From Mr Ronald Shillingford SIR – At last the Vatican has said that bad church music no longer will be accepted at Mass (Report, July 29). I must say, however, that it has taken it 35 years to only just find that out.
There is a lot of work to be done. This can only be achieved by the help of the diocesan networks in recruiting trained musicians. Apart from the Society of St Gregory and the National Pastoral Musicians’ Network there is not enough support for musicians working in the Church.
I have worked in church music for over 20 years, and apart from a regular stipend I have had to pay for all my own training and qualifications myself. Congregations need to rediscover the glories of singing those parts of the Mass that are essential.

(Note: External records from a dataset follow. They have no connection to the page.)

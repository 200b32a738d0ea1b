use indexmap::IndexMap;
use std::collections::HashSet;
use std::fmt;

/// A resolved parameter value.
#[derive(Debug, Clone, PartialEq, Eq, Default)]
pub enum Value {
    Str(String),
    Bool(bool),
    Count(u32),
    #[default]
    Absent,
}

impl Value {
    pub fn as_str(&self) -> Option<&str> {
        match self {
            Self::Str(s) => Some(s.as_str()),
            _ => None,
        }
    }

    pub fn as_bool(&self) -> Option<bool> {
        match self {
            Self::Bool(b) => Some(*b),
            _ => None,
        }
    }

    pub fn as_count(&self) -> Option<u32> {
        match self {
            Self::Count(n) => Some(*n),
            _ => None,
        }
    }

    pub fn is_absent(&self) -> bool {
        matches!(self, Self::Absent)
    }
}

impl From<&str> for Value {
    fn from(s: &str) -> Self {
        Self::Str(s.to_string())
    }
}

impl From<String> for Value {
    fn from(s: String) -> Self {
        Self::Str(s)
    }
}

impl From<bool> for Value {
    fn from(b: bool) -> Self {
        Self::Bool(b)
    }
}

impl From<u32> for Value {
    fn from(n: u32) -> Self {
        Self::Count(n)
    }
}

impl fmt::Display for Value {
    fn fmt(&self, f: &mut fmt::Formatter<'_>) -> fmt::Result {
        match self {
            Self::Str(s) => f.write_str(s),
            Self::Bool(b) => write!(f, "{b}"),
            Self::Count(n) => write!(f, "{n}"),
            Self::Absent => Ok(()),
        }
    }
}

/// Parsed values keyed by canonical parameter name, in declaration order.
///
/// Built once per `run` and never mutated afterwards.
#[derive(Debug, Clone, Default)]
pub struct ParsedValues {
    values: IndexMap<String, Value>,
    explicit: HashSet<String>,
}

impl ParsedValues {
    pub fn get(&self, name: &str) -> Option<&Value> {
        self.values.get(name)
    }

    /// String value of a `StoreValue` parameter, if it resolved to one.
    pub fn get_str(&self, name: &str) -> Option<&str> {
        self.get(name).and_then(Value::as_str)
    }

    /// Boolean value of a flag; unknown or non-boolean parameters read as `false`.
    pub fn get_flag(&self, name: &str) -> bool {
        self.get(name).and_then(Value::as_bool).unwrap_or(false)
    }

    pub fn get_count(&self, name: &str) -> u32 {
        self.get(name).and_then(Value::as_count).unwrap_or(0)
    }

    /// Whether the value came from argv (not env or default).
    pub fn is_explicit(&self, name: &str) -> bool {
        self.explicit.contains(name)
    }

    pub fn iter(&self) -> impl Iterator<Item = (&str, &Value)> {
        self.values.iter().map(|(k, v)| (k.as_str(), v))
    }

    pub fn len(&self) -> usize {
        self.values.len()
    }

    pub fn is_empty(&self) -> bool {
        self.values.is_empty()
    }
}

impl ParsedValues {
    pub(crate) fn insert(&mut self, name: &str, value: Value) {
        self.values.insert(name.to_string(), value);
    }

    pub(crate) fn mark_explicit(&mut self, name: &str) {
        self.explicit.insert(name.to_string());
    }

    pub(crate) fn contains(&self, name: &str) -> bool {
        self.values.contains_key(name)
    }
}
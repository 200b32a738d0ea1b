use thiserror::Error;

/// Exit status used for command-line usage errors (argparse convention).
pub const USAGE_EXIT_CODE: i32 = 2;

#[derive(Error, Debug)]
pub enum Error {
    /// Duplicate or invalid parameter declaration, raised before `run`.
    #[error("configuration error: {0}")]
    Configuration(String),

    #[error("missing required argument: {0}")]
    MissingArgument(String),

    #[error("unrecognized flag: {0}")]
    UnrecognizedFlag(String),

    #[error("missing value for {0}")]
    MissingValue(String),

    #[error("flag does not take a value: {0}")]
    UnexpectedValue(String),

    #[error("unexpected argument: {0}")]
    UnexpectedArgument(String),

    /// An argv token that is not valid UTF-8, shown lossily.
    #[error("invalid UTF-8 in argument: {0}")]
    InvalidUtf8(String),

    #[error("IO error: {0}")]
    Io(#[from] std::io::Error),

    #[error(transparent)]
    Handler(#[from] anyhow::Error),
}

impl Error {
    /// Whether the error stems from how the program was invoked.
    pub fn is_usage(&self) -> bool {
        matches!(
            self,
            Self::MissingArgument(_)
                | Self::UnrecognizedFlag(_)
                | Self::MissingValue(_)
                | Self::UnexpectedValue(_)
                | Self::UnexpectedArgument(_)
                | Self::InvalidUtf8(_)
        )
    }

    /// Process exit status for this error.
    pub fn exit_code(&self) -> i32 {
        if self.is_usage() { USAGE_EXIT_CODE } else { 1 }
    }
}

pub type Result<T> = std::result::Result<T, Error>;
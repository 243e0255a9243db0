//! REST API layer: route handlers, DTOs, and router composition.
//!
//! Resource endpoints are mounted under `/api`. Every response carries
//! `Access-Control-Allow-Origin: *`, any `OPTIONS` request is answered as a
//! CORS preflight, and trailing slashes are trimmed before routing.

pub mod dto;
pub mod extract;
pub mod handlers;
pub mod openapi;

use axum::http::{Method, Uri, header};
use axum::{Router, ServiceExt};
use tokio::net::TcpListener;
use tower::Layer;
use tower_http::cors::{Any, CorsLayer};
use tower_http::normalize_path::{NormalizePath, NormalizePathLayer};
use tower_http::trace::TraceLayer;

use crate::app_state::AppState;
use crate::error::ServiceError;

/// Builds the complete API router with all REST endpoints.
pub fn build_router() -> Router<AppState> {
    let router = Router::new()
        .nest("/api", handlers::routes())
        .merge(handlers::system::routes());

    #[cfg(feature = "swagger-ui")]
    let router = {
        use utoipa::OpenApi;

        router.merge(
            utoipa_swagger_ui::SwaggerUi::new("/swagger-ui")
                .url("/api-docs/openapi.json", openapi::ApiDoc::openapi()),
        )
    };

    router.fallback(route_not_found)
}

/// CORS policy: any origin, the five methods the API uses, JSON bodies.
pub fn cors_layer() -> CorsLayer {
    CorsLayer::new()
        .allow_origin(Any)
        .allow_methods([
            Method::GET,
            Method::POST,
            Method::PUT,
            Method::DELETE,
            Method::OPTIONS,
        ])
        .allow_headers([header::CONTENT_TYPE])
}

/// Wires state and middleware into a ready-to-serve service.
pub fn build_app(state: AppState) -> NormalizePath<Router> {
    let router = build_router()
        .layer(TraceLayer::new_for_http())
        .layer(cors_layer())
        .with_state(state);

    NormalizePathLayer::trim_trailing_slash().layer(router)
}

/// Serves the API on `listener` until the process is stopped.
///
/// # Errors
///
/// Returns an I/O error if the server fails.
pub async fn serve(listener: TcpListener, state: AppState) -> std::io::Result<()> {
    let app = build_app(state);
    axum::serve(
        listener,
        ServiceExt::<axum::extract::Request>::into_make_service(app),
    )
    .await
}

async fn route_not_found(method: Method, uri: Uri) -> ServiceError {
    ServiceError::RouteNotFound(format!("{method} {}", uri.path()))
}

I’m always amazed when people call upon me to play the organ at their church that they tell me they have not had an organist there for some time.
We need the faithful to discover the beauty of music at Mass and to be so moved by it that it sends shivers down their spine.
Yours faithfully, RONALD SHILLINGFORD Birmingham, W Midlands From Mrs Monica King
SIR – Your leading article of July 29 rightly refers to “limp modern hymns” supposedly written in line with the “spirit of Vatican II”. One in particular comes to mind. It is sung to the melody of a French love song called Plaisir d’amour. It is totally out of place in a church and merely adds to the feelings people have at the end of Mass of having been through some sort of mangle. If this seems a little exaggerated, one only has to look at people’s faces as they leave church after Mass on Sunday. They certainly do not reflect the fact that they have been present at the Church’s chief liturgical event, namely the sacrifice of the Mass.